* [AVAILABLE RECORDS]
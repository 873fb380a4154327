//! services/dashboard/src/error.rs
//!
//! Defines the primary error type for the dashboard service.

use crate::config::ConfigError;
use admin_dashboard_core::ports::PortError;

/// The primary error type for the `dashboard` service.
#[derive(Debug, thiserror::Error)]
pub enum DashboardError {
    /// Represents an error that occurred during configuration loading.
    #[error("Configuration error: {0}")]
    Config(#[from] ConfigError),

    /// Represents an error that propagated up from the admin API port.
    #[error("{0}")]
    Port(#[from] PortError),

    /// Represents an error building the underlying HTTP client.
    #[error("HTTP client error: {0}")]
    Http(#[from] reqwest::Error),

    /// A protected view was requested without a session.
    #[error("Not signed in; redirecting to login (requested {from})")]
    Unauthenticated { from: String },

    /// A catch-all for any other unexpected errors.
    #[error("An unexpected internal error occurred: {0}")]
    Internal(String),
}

* [ABOUT THIS TASK]
Within the listing above, find every line containing the string "type" and return it.

* [TASK RESULT]
//! Defines the primary error type for the dashboard service.
/// The primary error type for the `dashboard` service.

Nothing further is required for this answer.